*** MATERIAL SUPPLIED ***

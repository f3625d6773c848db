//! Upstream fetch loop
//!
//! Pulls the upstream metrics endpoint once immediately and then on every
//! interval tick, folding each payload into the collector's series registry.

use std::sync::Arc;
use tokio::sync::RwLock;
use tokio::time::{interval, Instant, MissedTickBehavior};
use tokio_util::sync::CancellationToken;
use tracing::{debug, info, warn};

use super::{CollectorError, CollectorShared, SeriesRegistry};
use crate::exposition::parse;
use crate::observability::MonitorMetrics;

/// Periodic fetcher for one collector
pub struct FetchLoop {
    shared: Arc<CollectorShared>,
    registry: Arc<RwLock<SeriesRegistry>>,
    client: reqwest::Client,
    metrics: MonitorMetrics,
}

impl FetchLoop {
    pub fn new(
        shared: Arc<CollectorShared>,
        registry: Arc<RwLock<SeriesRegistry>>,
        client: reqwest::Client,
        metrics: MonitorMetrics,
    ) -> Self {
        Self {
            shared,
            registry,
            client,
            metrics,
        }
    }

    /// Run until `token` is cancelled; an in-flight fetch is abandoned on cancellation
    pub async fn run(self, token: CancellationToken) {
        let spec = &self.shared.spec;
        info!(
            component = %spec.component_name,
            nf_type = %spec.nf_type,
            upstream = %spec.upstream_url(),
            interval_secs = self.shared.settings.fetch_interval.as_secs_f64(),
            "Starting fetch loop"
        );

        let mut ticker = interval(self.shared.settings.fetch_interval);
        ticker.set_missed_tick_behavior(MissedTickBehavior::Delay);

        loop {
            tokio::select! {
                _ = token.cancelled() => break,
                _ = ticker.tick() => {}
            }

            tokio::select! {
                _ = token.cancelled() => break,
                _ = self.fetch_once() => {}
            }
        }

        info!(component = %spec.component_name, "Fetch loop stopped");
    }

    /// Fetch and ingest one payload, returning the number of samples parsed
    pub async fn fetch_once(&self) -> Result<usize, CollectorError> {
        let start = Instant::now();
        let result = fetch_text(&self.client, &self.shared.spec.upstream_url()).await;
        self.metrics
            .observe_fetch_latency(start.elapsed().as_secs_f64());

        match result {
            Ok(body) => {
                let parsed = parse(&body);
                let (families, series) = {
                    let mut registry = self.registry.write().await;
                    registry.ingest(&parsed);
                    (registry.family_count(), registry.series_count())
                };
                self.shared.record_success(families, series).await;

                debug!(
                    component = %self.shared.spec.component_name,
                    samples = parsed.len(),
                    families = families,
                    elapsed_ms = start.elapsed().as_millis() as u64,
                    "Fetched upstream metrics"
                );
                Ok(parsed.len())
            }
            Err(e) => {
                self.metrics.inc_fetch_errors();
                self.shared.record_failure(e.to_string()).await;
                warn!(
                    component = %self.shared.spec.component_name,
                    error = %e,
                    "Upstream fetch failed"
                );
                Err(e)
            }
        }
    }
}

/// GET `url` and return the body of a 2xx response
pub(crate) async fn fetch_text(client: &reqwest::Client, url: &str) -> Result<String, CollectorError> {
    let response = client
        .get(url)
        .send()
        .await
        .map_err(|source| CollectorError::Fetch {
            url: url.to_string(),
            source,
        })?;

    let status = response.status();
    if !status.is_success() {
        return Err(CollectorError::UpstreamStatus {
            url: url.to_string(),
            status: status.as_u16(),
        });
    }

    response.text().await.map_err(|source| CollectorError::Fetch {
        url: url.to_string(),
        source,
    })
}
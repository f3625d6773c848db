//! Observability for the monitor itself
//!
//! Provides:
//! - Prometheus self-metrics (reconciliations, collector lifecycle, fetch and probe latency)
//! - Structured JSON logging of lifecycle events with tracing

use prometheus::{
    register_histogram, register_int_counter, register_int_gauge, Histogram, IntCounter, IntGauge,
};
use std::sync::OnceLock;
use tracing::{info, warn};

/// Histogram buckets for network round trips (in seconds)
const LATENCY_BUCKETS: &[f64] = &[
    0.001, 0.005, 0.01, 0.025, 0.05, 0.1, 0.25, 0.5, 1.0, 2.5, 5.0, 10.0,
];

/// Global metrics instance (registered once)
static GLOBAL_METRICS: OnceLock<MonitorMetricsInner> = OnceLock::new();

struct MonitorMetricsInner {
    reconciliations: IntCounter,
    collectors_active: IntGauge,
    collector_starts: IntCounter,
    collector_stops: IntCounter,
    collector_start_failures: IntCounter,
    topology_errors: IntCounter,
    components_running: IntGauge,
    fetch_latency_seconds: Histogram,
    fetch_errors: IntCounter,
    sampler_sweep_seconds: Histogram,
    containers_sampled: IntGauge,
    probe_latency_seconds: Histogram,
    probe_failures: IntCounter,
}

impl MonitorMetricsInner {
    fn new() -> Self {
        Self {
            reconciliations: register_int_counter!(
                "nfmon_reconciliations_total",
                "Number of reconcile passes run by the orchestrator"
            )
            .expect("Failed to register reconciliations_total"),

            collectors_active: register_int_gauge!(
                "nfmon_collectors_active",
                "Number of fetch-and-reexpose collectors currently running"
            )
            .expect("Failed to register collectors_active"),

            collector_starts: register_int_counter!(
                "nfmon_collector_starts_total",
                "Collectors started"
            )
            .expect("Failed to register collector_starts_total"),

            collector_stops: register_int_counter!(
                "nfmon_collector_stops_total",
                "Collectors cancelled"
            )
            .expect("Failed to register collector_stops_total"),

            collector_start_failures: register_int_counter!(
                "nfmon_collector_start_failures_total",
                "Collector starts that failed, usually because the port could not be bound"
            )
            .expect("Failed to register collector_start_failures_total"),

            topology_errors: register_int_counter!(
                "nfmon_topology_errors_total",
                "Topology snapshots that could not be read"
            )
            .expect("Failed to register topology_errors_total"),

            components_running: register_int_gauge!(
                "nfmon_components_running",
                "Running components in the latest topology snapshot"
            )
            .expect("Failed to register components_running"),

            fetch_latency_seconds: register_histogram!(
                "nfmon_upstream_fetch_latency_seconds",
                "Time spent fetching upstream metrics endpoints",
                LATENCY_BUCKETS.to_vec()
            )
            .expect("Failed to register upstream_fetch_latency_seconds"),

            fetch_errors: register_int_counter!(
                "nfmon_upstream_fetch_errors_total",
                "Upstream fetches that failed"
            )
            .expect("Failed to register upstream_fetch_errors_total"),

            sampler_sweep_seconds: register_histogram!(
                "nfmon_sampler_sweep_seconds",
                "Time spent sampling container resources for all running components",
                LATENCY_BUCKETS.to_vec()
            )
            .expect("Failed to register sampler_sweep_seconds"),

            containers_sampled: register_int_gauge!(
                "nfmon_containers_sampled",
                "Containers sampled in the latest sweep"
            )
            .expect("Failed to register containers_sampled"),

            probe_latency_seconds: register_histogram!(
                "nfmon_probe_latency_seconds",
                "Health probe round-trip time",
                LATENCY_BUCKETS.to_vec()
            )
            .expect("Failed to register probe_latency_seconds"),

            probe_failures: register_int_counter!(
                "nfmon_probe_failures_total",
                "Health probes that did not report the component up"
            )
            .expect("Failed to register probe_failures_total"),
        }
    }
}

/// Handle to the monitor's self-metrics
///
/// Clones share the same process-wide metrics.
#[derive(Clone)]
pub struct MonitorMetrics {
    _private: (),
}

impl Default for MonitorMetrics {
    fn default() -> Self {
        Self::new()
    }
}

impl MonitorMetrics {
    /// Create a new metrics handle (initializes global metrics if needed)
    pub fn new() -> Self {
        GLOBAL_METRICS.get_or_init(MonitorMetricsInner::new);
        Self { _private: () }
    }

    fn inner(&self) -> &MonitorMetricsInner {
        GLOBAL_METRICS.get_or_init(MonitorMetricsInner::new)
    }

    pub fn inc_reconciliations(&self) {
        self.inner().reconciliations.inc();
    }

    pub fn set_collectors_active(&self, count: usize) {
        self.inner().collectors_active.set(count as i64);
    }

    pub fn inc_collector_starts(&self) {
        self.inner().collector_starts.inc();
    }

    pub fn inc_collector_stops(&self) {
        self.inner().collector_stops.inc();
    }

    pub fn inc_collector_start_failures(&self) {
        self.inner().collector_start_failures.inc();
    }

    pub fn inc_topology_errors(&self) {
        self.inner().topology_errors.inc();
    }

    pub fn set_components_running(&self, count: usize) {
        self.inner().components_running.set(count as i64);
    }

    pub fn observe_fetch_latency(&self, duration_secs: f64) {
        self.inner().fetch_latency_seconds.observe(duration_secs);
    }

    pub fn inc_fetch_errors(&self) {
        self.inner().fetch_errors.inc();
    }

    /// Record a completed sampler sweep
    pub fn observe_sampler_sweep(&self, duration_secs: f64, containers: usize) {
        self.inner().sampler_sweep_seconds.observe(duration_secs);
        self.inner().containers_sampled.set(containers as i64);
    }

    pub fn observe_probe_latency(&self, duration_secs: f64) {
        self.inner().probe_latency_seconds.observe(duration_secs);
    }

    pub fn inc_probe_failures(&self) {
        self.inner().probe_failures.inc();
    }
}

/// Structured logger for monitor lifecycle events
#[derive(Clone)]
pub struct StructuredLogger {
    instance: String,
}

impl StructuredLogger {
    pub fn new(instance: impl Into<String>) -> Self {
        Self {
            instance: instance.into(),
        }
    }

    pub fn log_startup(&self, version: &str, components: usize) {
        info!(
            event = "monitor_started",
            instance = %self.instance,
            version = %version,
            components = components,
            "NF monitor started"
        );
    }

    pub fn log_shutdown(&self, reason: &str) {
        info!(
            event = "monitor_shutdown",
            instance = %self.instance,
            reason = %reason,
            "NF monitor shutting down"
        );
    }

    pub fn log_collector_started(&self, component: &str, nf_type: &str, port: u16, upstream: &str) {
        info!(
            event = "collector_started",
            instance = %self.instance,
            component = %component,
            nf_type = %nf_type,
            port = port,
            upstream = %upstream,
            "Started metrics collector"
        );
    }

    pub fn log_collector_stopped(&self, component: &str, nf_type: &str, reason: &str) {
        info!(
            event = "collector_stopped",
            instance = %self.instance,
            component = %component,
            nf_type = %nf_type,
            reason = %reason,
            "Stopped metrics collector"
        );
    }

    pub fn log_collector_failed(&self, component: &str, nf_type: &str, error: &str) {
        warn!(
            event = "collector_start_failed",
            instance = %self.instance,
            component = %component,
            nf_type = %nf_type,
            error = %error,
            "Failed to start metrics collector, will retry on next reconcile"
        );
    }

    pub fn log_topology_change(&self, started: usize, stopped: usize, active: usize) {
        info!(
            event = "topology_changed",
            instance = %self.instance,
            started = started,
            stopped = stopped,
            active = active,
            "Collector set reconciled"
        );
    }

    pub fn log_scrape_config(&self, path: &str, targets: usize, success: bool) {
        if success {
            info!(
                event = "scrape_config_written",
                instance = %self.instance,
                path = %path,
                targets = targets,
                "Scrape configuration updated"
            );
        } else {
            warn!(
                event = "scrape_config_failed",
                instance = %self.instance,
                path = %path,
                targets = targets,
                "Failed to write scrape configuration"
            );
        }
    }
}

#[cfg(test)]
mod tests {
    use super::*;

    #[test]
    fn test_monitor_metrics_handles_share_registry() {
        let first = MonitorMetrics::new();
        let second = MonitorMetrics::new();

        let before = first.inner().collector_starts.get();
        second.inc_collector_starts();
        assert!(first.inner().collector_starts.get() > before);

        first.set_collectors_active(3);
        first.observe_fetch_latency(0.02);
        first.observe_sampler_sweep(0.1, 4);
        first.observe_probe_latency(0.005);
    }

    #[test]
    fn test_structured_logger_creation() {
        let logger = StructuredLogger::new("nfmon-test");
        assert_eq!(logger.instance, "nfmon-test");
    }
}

***
*** MATERIAL SUPPLIED ***

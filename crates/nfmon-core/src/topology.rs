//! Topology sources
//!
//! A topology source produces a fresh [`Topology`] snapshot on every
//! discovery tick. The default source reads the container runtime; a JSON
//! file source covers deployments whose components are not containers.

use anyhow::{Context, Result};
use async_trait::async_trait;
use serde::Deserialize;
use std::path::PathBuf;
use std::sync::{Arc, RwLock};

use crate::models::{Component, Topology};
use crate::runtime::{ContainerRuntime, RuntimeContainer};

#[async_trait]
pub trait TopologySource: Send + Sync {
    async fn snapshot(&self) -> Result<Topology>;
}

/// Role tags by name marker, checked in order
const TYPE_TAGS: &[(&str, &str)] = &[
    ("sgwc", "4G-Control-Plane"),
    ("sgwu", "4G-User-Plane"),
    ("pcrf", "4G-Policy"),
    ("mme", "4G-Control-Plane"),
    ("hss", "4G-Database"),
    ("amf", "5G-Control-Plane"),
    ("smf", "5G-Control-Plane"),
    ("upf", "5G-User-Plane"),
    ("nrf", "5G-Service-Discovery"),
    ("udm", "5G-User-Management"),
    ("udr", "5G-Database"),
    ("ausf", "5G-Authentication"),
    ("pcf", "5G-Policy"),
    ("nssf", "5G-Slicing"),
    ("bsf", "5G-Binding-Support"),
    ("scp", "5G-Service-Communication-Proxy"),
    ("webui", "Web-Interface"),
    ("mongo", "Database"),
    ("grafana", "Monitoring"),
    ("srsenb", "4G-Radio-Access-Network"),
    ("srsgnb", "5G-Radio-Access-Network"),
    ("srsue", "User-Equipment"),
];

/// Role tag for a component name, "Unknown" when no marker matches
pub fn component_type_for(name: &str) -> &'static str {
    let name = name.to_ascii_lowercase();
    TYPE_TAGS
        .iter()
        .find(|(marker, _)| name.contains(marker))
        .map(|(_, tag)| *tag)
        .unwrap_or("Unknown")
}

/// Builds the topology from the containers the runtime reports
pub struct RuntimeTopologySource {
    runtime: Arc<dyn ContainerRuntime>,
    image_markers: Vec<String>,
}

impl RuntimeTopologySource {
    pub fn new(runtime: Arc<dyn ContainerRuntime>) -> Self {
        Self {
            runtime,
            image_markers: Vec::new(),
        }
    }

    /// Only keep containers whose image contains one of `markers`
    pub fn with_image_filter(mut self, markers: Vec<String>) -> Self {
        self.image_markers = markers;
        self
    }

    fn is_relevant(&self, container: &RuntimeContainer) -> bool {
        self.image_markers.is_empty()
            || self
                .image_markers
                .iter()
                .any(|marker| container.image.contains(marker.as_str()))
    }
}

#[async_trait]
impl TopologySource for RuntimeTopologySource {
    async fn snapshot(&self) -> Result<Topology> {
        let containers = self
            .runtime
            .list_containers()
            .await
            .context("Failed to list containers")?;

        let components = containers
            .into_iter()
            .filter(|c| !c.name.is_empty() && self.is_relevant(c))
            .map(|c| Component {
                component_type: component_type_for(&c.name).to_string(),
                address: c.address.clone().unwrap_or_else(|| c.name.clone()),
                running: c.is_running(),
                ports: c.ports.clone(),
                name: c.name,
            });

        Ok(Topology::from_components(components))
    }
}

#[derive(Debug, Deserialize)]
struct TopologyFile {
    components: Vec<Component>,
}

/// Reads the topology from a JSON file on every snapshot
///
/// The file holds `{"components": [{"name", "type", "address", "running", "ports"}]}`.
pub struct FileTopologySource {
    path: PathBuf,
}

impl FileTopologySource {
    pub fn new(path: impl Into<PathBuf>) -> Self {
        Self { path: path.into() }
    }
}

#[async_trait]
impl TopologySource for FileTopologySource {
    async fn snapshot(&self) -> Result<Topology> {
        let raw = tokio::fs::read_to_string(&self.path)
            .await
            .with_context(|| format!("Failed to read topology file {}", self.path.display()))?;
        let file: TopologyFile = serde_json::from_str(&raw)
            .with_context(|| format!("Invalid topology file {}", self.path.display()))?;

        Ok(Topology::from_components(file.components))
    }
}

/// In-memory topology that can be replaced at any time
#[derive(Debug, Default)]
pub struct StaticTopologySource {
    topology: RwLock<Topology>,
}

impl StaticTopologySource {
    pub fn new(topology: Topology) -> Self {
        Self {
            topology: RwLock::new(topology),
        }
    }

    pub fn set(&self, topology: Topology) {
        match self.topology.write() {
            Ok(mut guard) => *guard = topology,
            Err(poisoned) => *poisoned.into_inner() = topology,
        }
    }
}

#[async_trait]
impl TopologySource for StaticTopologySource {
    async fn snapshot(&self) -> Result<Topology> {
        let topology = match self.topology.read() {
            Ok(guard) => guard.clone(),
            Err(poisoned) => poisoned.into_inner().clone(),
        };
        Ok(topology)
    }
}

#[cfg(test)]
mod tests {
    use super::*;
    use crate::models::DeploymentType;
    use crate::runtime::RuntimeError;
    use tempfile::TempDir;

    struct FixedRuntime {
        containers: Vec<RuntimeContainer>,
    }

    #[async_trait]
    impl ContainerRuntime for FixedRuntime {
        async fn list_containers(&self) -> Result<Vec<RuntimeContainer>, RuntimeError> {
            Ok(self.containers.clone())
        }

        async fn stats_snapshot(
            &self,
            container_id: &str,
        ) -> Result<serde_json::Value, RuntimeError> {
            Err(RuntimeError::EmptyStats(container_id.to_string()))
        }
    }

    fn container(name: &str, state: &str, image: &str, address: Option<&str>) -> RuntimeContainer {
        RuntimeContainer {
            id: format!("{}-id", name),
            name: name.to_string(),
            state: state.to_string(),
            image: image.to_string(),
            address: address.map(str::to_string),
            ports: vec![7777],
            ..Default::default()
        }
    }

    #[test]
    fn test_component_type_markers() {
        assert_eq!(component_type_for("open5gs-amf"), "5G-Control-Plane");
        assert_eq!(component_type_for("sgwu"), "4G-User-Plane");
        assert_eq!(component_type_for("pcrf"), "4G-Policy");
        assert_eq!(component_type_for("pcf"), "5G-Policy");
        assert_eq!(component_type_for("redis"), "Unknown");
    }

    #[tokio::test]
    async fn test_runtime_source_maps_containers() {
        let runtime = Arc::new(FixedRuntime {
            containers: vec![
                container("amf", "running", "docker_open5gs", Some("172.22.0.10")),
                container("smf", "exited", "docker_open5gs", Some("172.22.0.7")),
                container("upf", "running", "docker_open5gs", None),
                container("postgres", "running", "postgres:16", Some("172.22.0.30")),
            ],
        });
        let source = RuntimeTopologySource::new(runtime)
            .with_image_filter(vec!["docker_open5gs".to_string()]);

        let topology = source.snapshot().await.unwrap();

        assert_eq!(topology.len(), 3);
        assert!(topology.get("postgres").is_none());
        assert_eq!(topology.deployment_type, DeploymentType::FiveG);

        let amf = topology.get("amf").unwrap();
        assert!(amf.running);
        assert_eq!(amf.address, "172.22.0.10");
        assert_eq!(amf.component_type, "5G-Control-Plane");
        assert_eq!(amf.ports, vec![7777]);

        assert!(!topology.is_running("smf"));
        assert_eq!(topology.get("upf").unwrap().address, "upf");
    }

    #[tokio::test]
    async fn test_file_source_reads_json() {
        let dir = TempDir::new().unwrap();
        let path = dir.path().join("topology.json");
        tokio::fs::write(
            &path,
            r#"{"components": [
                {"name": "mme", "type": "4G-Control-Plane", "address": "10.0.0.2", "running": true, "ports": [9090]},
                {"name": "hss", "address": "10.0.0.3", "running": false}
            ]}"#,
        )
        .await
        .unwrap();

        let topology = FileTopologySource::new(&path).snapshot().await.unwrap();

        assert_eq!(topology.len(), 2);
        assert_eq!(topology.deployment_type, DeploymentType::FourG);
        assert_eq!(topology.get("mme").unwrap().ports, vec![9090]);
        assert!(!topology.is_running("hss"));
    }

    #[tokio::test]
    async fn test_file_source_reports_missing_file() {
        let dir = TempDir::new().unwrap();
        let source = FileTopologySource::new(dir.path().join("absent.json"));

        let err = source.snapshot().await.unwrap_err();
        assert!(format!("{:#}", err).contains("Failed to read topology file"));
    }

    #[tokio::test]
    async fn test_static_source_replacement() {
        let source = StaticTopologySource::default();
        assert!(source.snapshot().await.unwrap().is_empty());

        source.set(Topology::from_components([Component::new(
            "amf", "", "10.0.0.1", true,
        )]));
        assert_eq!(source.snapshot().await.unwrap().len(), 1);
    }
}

***

The answer should consist of all lines from the records above that hold the word "warn".

# [ANSWER AREA]
use tracing::{debug, info, warn};
                warn!(
use tracing::{info, warn};
        warn!(
            warn!(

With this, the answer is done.